An unknown Irish author of the early 7th century who wrote a tract known as De mirabilibus sacrae scripturae

In this work, the monkish author makes the following statement about ?local magi when discussing evolution (yes – in the 7th century!): He says that to suggest that one species might actually turn into another (there was a belief in the possibility of interspecies metamorphosis until quite late in the middle ages) was to give assent to:

`… et ridiculosis magorum fabulationibus dicentium in avium substantia majores suos saecula pervolasse, assensum praestare videbimur’ (PL 35.2164).

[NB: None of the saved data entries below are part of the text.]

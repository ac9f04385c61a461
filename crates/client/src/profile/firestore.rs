//! Profile store backed by the Cloud Firestore REST API (`users/{uid}` documents).

use std::collections::BTreeMap;
use std::sync::Arc;

use async_trait::async_trait;
use chrono::{DateTime, Utc};
use cookbook_shared::ProfileError;
use reqwest::{Client, StatusCode};
use serde::{Deserialize, Serialize};

use super::{ProfileFields, ProfileStore};
use crate::identity::{AccessTokenSource, IdentityId};

const FIRESTORE_URL: &str = "https://firestore.googleapis.com/v1";
const COLLECTION: &str = "users";

const NAME: &str = "name";
const EMAIL: &str = "email";
const CREATED_AT: &str = "createdAt";
const LAST_LOGIN: &str = "lastLogin";

/// Firestore typed value. Only the kinds profiles use are modelled; other
/// kinds deserialize to an empty value and are ignored.
#[derive(Debug, Clone, Default, Serialize, Deserialize, PartialEq)]
#[serde(rename_all = "camelCase")]
struct Value {
    #[serde(default, skip_serializing_if = "Option::is_none")]
    string_value: Option<String>,
    #[serde(default, skip_serializing_if = "Option::is_none")]
    timestamp_value: Option<String>,
}

impl Value {
    fn string(s: impl Into<String>) -> Self {
        Self {
            string_value: Some(s.into()),
            timestamp_value: None,
        }
    }
}

#[derive(Debug, Default, Serialize, Deserialize)]
struct Document {
    #[serde(default)]
    fields: BTreeMap<String, Value>,
}

fn text(doc: &Document, field: &str) -> Option<String> {
    let value = doc.fields.get(field)?;
    value
        .string_value
        .clone()
        .or_else(|| value.timestamp_value.clone())
}

fn timestamp(doc: &Document, field: &str) -> Result<Option<DateTime<Utc>>, ProfileError> {
    text(doc, field)
        .map(|raw| {
            DateTime::parse_from_rfc3339(&raw)
                .map(|dt| dt.with_timezone(&Utc))
                .map_err(|e| ProfileError::Decode(format!("{field}: {e}")))
        })
        .transpose()
}

impl Document {
    fn into_profile(self) -> Result<ProfileFields, ProfileError> {
        Ok(ProfileFields {
            name: text(&self, NAME),
            email: text(&self, EMAIL),
            created_at: timestamp(&self, CREATED_AT)?,
            last_login: timestamp(&self, LAST_LOGIN)?,
        })
    }

    fn from_profile(fields: &ProfileFields) -> Self {
        let mut doc = Document::default();
        if let Some(name) = &fields.name {
            doc.fields.insert(NAME.into(), Value::string(name.clone()));
        }
        if let Some(email) = &fields.email {
            doc.fields.insert(EMAIL.into(), Value::string(email.clone()));
        }
        if let Some(at) = fields.created_at {
            doc.fields.insert(CREATED_AT.into(), Value::string(at.to_rfc3339()));
        }
        if let Some(at) = fields.last_login {
            doc.fields.insert(LAST_LOGIN.into(), Value::string(at.to_rfc3339()));
        }
        doc
    }
}

pub struct FirestoreProfileStore {
    client: Client,
    base_url: String,
    project_id: String,
    tokens: Arc<dyn AccessTokenSource>,
}

impl FirestoreProfileStore {
    pub fn new(
        client: Client,
        project_id: impl Into<String>,
        tokens: Arc<dyn AccessTokenSource>,
    ) -> Self {
        Self {
            client,
            base_url: FIRESTORE_URL.to_string(),
            project_id: project_id.into(),
            tokens,
        }
    }

    pub fn with_base_url(mut self, base_url: impl Into<String>) -> Self {
        self.base_url = base_url.into();
        self
    }

    fn document_url(&self, id: &IdentityId) -> String {
        format!(
            "{}/projects/{}/databases/(default)/documents/{COLLECTION}/{}",
            self.base_url.trim_end_matches('/'),
            self.project_id,
            urlencoding::encode(id.as_str())
        )
    }

    async fn bearer(&self) -> Result<String, ProfileError> {
        self.tokens
            .access_token()
            .await
            .ok_or(ProfileError::Unauthenticated)
    }
}

#[async_trait]
impl ProfileStore for FirestoreProfileStore {
    async fn get_profile(&self, id: &IdentityId) -> Result<Option<ProfileFields>, ProfileError> {
        let token = self.bearer().await?;
        let resp = self
            .client
            .get(self.document_url(id))
            .bearer_auth(token)
            .send()
            .await
            .map_err(|e| ProfileError::Network(e.to_string()))?;

        let status = resp.status();
        if status == StatusCode::NOT_FOUND {
            return Ok(None);
        }
        let body = resp
            .text()
            .await
            .map_err(|e| ProfileError::Network(e.to_string()))?;
        if !status.is_success() {
            return Err(ProfileError::Http {
                status: status.as_u16(),
                body,
            });
        }

        let doc: Document =
            serde_json::from_str(&body).map_err(|e| ProfileError::Decode(e.to_string()))?;
        doc.into_profile().map(Some)
    }

    async fn set_profile(
        &self,
        id: &IdentityId,
        fields: &ProfileFields,
        merge: bool,
    ) -> Result<(), ProfileError> {
        let doc = Document::from_profile(fields);
        if merge && doc.fields.is_empty() {
            return Ok(());
        }

        let mut request = self.client.patch(self.document_url(id));
        if merge {
            let mask: Vec<(&str, &str)> = doc
                .fields
                .keys()
                .map(|k| ("updateMask.fieldPaths", k.as_str()))
                .collect();
            request = request.query(&mask);
        }

        let token = self.bearer().await?;
        let resp = request
            .bearer_auth(token)
            .json(&doc)
            .send()
            .await
            .map_err(|e| ProfileError::Network(e.to_string()))?;

        let status = resp.status();
        if !status.is_success() {
            let body = resp.text().await.unwrap_or_default();
            return Err(ProfileError::Http {
                status: status.as_u16(),
                body,
            });
        }
        Ok(())
    }
}

#[cfg(test)]
mod tests {
    use chrono::TimeZone;
    use wiremock::matchers::{body_json, header, method, path, query_param};
    use wiremock::{Mock, MockServer, ResponseTemplate};

    use super::*;

    struct StaticToken(Option<&'static str>);

    #[async_trait]
    impl AccessTokenSource for StaticToken {
        async fn access_token(&self) -> Option<String> {
            self.0.map(str::to_string)
        }
    }

    const DOC_PATH: &str = "/v1/projects/cookbook-app/databases/(default)/documents/users/uid-1";

    fn store(server: &MockServer, token: Option<&'static str>) -> FirestoreProfileStore {
        FirestoreProfileStore::new(Client::new(), "cookbook-app", Arc::new(StaticToken(token)))
            .with_base_url(format!("{}/v1", server.uri()))
    }

    #[tokio::test]
    async fn reads_profile_document() {
        let server = MockServer::start().await;
        Mock::given(method("GET"))
            .and(path(DOC_PATH))
            .and(header("authorization", "Bearer tok"))
            .respond_with(ResponseTemplate::new(200).set_body_json(serde_json::json!({
                "name": "projects/cookbook-app/databases/(default)/documents/users/uid-1",
                "fields": {
                    "name": {"stringValue": "Julia"},
                    "createdAt": {"stringValue": "2024-01-02T03:04:05.000Z"},
                    "lastLogin": {"timestampValue": "2025-06-07T08:09:10Z"},
                    "favourites": {"arrayValue": {}}
                }
            })))
            .mount(&server)
            .await;

        let profile = store(&server, Some("tok"))
            .get_profile(&IdentityId::from("uid-1"))
            .await
            .unwrap()
            .unwrap();
        assert_eq!(profile.name.as_deref(), Some("Julia"));
        assert_eq!(profile.email, None);
        assert_eq!(
            profile.created_at,
            Some(Utc.with_ymd_and_hms(2024, 1, 2, 3, 4, 5).unwrap())
        );
        assert!(profile.last_login.is_some());
    }

    #[tokio::test]
    async fn missing_document_is_none() {
        let server = MockServer::start().await;
        Mock::given(method("GET"))
            .and(path(DOC_PATH))
            .respond_with(ResponseTemplate::new(404))
            .mount(&server)
            .await;

        let profile = store(&server, Some("tok"))
            .get_profile(&IdentityId::from("uid-1"))
            .await
            .unwrap();
        assert_eq!(profile, None);
    }

    #[tokio::test]
    async fn merge_write_sends_update_mask() {
        let server = MockServer::start().await;
        let login = Utc.with_ymd_and_hms(2025, 6, 7, 8, 9, 10).unwrap();
        Mock::given(method("PATCH"))
            .and(path(DOC_PATH))
            .and(query_param("updateMask.fieldPaths", "lastLogin"))
            .and(body_json(serde_json::json!({
                "fields": {"lastLogin": {"stringValue": login.to_rfc3339()}}
            })))
            .respond_with(ResponseTemplate::new(200).set_body_json(serde_json::json!({})))
            .expect(1)
            .mount(&server)
            .await;

        store(&server, Some("tok"))
            .set_profile(
                &IdentityId::from("uid-1"),
                &ProfileFields {
                    last_login: Some(login),
                    ..Default::default()
                },
                true,
            )
            .await
            .unwrap();
    }

    #[tokio::test]
    async fn requires_a_signed_in_user() {
        let server = MockServer::start().await;
        let err = store(&server, None)
            .get_profile(&IdentityId::from("uid-1"))
            .await
            .unwrap_err();
        assert_eq!(err, ProfileError::Unauthenticated);
    }
}
//! Remote data cache.
//!
//! One entry per [`QueryKey`], observable through a `watch` channel. Concurrent
//! requests for a key share a single in-flight fetch, previously fetched data
//! stays visible while a refetch runs, and every fetch carries a generation so
//! a superseded response can never overwrite a newer one.

pub mod key;

use std::collections::HashMap;
use std::future::Future;
use std::sync::{Arc, Mutex, MutexGuard, PoisonError, Weak};
use std::time::Duration;

use chrono::{DateTime, Utc};
use cookbook_shared::NetworkError;
use futures_util::future::{BoxFuture, FutureExt, Shared};
use tokio::sync::watch;
use tokio::time::Instant;

pub use key::{QueryKey, ResourceKind};

pub type FetchResult<V> = Result<V, NetworkError>;

type SharedFetch<V> = Shared<BoxFuture<'static, FetchResult<V>>>;

#[derive(Debug, Clone, Copy, PartialEq, Eq)]
pub enum QueryStatus {
    Pending,
    Success,
    Error,
}

/// Observable state of one cache entry.
#[derive(Debug, Clone, PartialEq)]
pub struct QuerySnapshot<V> {
    pub status: QueryStatus,
    /// Last successful payload; kept across refetches and failures.
    pub data: Option<V>,
    /// Last failure; cleared by the next success.
    pub error: Option<NetworkError>,
    pub is_fetching: bool,
    pub is_stale: bool,
    pub updated_at: Option<DateTime<Utc>>,
    /// Generation of the fetch whose result is shown (0 before any result).
    pub generation: u64,
}

impl<V> QuerySnapshot<V> {
    pub fn pending() -> Self {
        Self {
            status: QueryStatus::Pending,
            data: None,
            error: None,
            is_fetching: false,
            is_stale: false,
            updated_at: None,
            generation: 0,
        }
    }

    /// Nothing to show yet.
    pub fn is_loading(&self) -> bool {
        self.status == QueryStatus::Pending && self.data.is_none()
    }

    /// Showing earlier data while a refetch runs.
    pub fn is_refreshing(&self) -> bool {
        self.is_fetching && self.data.is_some()
    }

    pub fn is_settled(&self) -> bool {
        self.status != QueryStatus::Pending && !self.is_fetching
    }

    pub fn map<U>(self, f: impl FnOnce(V) -> U) -> QuerySnapshot<U> {
        self.and_then(|v| Some(f(v)))
    }

    /// Like [`QuerySnapshot::map`], dropping data `f` rejects.
    pub fn and_then<U>(self, f: impl FnOnce(V) -> Option<U>) -> QuerySnapshot<U> {
        QuerySnapshot {
            status: self.status,
            data: self.data.and_then(f),
            error: self.error,
            is_fetching: self.is_fetching,
            is_stale: self.is_stale,
            updated_at: self.updated_at,
            generation: self.generation,
        }
    }
}

/// Retry policy for retryable fetch failures.
#[derive(Debug, Clone, PartialEq)]
pub struct RetryConfig {
    /// Retries after the first attempt (0 = never retry)
    pub max_attempts: u32,
    /// Initial delay in milliseconds
    pub initial_delay_ms: u32,
    /// Maximum delay in milliseconds
    pub max_delay_ms: u32,
    /// Multiplier for exponential backoff
    pub backoff_multiplier: f32,
}

impl Default for RetryConfig {
    fn default() -> Self {
        Self {
            max_attempts: 0,
            initial_delay_ms: 1000,
            max_delay_ms: 30000,
            backoff_multiplier: 1.5,
        }
    }
}

impl RetryConfig {
    /// Delay before retry number `attempt` (zero-based).
    pub fn delay_for_attempt(&self, attempt: u32) -> Duration {
        let delay = self.initial_delay_ms as f32 * self.backoff_multiplier.powi(attempt as i32);
        Duration::from_millis(u64::from((delay as u32).min(self.max_delay_ms)))
    }
}

#[derive(Debug, Clone, Default, PartialEq)]
pub struct QueryConfig {
    /// Age after which successful data is refetched on the next read.
    pub stale_after: Option<Duration>,
    pub retry: RetryConfig,
}

struct Entry<V> {
    tx: watch::Sender<QuerySnapshot<V>>,
    /// Latest dispatched generation; only its result is applied.
    generation: u64,
    in_flight: Option<(u64, SharedFetch<V>)>,
    fetched_at: Option<Instant>,
    invalidated: bool,
}

impl<V> Entry<V> {
    fn new() -> Self {
        let (tx, _) = watch::channel(QuerySnapshot::pending());
        Self {
            tx,
            generation: 0,
            in_flight: None,
            fetched_at: None,
            invalidated: false,
        }
    }
}

struct Registry<V> {
    entries: HashMap<QueryKey, Entry<V>>,
    /// Shared by all keys and never reset, so a fetch outliving a `remove`
    /// or `clear` cannot match a recreated entry.
    next_generation: u64,
}

struct Inner<V> {
    registry: Mutex<Registry<V>>,
    config: QueryConfig,
}

impl<V: Clone> Inner<V> {
    fn lock(&self) -> MutexGuard<'_, Registry<V>> {
        self.registry.lock().unwrap_or_else(PoisonError::into_inner)
    }

    fn is_stale(&self, entry: &Entry<V>) -> bool {
        if entry.invalidated {
            return true;
        }
        match (self.config.stale_after, entry.fetched_at) {
            (Some(max_age), Some(at)) => at.elapsed() >= max_age,
            _ => false,
        }
    }

    fn needs_fetch(&self, entry: &Entry<V>) -> bool {
        entry.in_flight.is_none()
            && (entry.tx.borrow().status != QueryStatus::Success || self.is_stale(entry))
    }

    fn settle(&self, key: &QueryKey, generation: u64, result: &FetchResult<V>) {
        let mut registry = self.lock();
        let Some(entry) = registry.entries.get_mut(key) else {
            tracing::debug!(%key, generation, "entry removed, dropping fetch result");
            return;
        };

        if matches!(entry.in_flight, Some((g, _)) if g == generation) {
            entry.in_flight = None;
        }
        if entry.generation != generation {
            tracing::debug!(
                %key,
                generation,
                latest = entry.generation,
                "discarding superseded fetch result"
            );
            return;
        }

        match result {
            Ok(data) => {
                entry.fetched_at = Some(Instant::now());
                entry.invalidated = false;
                entry.tx.send_modify(|s| {
                    s.status = QueryStatus::Success;
                    s.data = Some(data.clone());
                    s.error = None;
                    s.is_fetching = false;
                    s.is_stale = false;
                    s.updated_at = Some(Utc::now());
                    s.generation = generation;
                });
            }
            Err(error) => {
                tracing::debug!(%key, generation, "fetch failed: {error}");
                entry.tx.send_modify(|s| {
                    s.status = QueryStatus::Error;
                    s.error = Some(error.clone());
                    s.is_fetching = false;
                    s.generation = generation;
                });
            }
        }
    }
}

/// Keyed stale-while-revalidate cache. Clones share the same entries.
///
/// Fetches are spawned on the current Tokio runtime, so every method that may
/// start one must be called from within a runtime.
pub struct QueryCache<V> {
    inner: Arc<Inner<V>>,
}

impl<V> Clone for QueryCache<V> {
    fn clone(&self) -> Self {
        Self {
            inner: Arc::clone(&self.inner),
        }
    }
}

impl<V> Default for QueryCache<V>
where
    V: Clone + Send + Sync + 'static,
{
    fn default() -> Self {
        Self::new(QueryConfig::default())
    }
}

`… the ridiculous myths of the magicians who say that their ancestors flew through the ages in the form of birds’.

‘Augustine’ was a philosopher-theologian with an excellent grasp on classical latin for a monk of the period. As there are no precedents in Roman, Egyptian or Greek paganism, we have to assume he was talking about the Irish magi – otherwise known as the ‘Druids’!